- _Problem to solve_: Say how many lines in the entries below mention "contains", with no other words.

[Saved data entries]

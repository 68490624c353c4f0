//! Smoke tests to verify command wiring

use assert_cmd::Command;
use predicates::prelude::*;

fn trivia() -> Command {
    let mut cmd = Command::cargo_bin("trivia").unwrap();
    cmd.env_remove("DATABASE_URL").env_remove("RUST_LOG");
    cmd
}

#[test]
fn test_help_lists_commands() {
    trivia()
        .arg("--help")
        .assert()
        .success()
        .stdout(predicate::str::contains("serve"))
        .stdout(predicate::str::contains("migrate"))
        .stdout(predicate::str::contains("seed"));
}

#[test]
fn test_serve_help() {
    trivia()
        .arg("serve")
        .arg("--help")
        .assert()
        .success()
        .stdout(predicate::str::contains("--in-memory"))
        .stdout(predicate::str::contains("--category"))
        .stdout(predicate::str::contains("--bind"));
}

#[test]
fn test_migrate_requires_database_url() {
    trivia()
        .arg("migrate")
        .assert()
        .failure()
        .stderr(predicate::str::contains("DATABASE_URL not set"));
}

#[test]
fn test_seed_requires_database_url() {
    trivia()
        .arg("seed")
        .assert()
        .failure()
        .stderr(predicate::str::contains("DATABASE_URL not set"));
}

#[test]
fn test_extra_category_requires_in_memory() {
    trivia()
        .args(["serve", "--category", "Music"])
        .assert()
        .failure()
        .stderr(predicate::str::contains("--in-memory"));
}
//! Route handlers organized by resource

pub mod categories;
pub mod common;
pub mod health;
pub mod questions;
pub mod quizzes;
//! Tracing setup for the trivia CLI
//!
//! Usage:
//!   trivia --debug serve              # Debug logging to console
//!   RUST_LOG=trivia_server=debug trivia serve
//!
//! Environment variables:
//!   RUST_LOG                          # Log filter (default: info)

use anyhow::{anyhow, Result};
use tracing_subscriber::EnvFilter;

/// Tracing configuration options
#[derive(Debug, Clone, Default)]
pub struct TracingConfig {
    /// Enable debug logging (used unless RUST_LOG is set)
    pub debug: bool,
}

/// Initialize console tracing. RUST_LOG always wins over `--debug`.
pub fn init(config: &TracingConfig) -> Result<()> {
    let filter = if config.debug {
        EnvFilter::try_from_default_env().unwrap_or_else(|_| EnvFilter::new("debug"))
    } else {
        EnvFilter::try_from_default_env().unwrap_or_else(|_| EnvFilter::new("info"))
    };

    tracing_subscriber::fmt()
        .with_env_filter(filter)
        .with_target(config.debug)
        .compact()
        .try_init()
        .map_err(|err| anyhow!(err))
}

- _Result below_: 9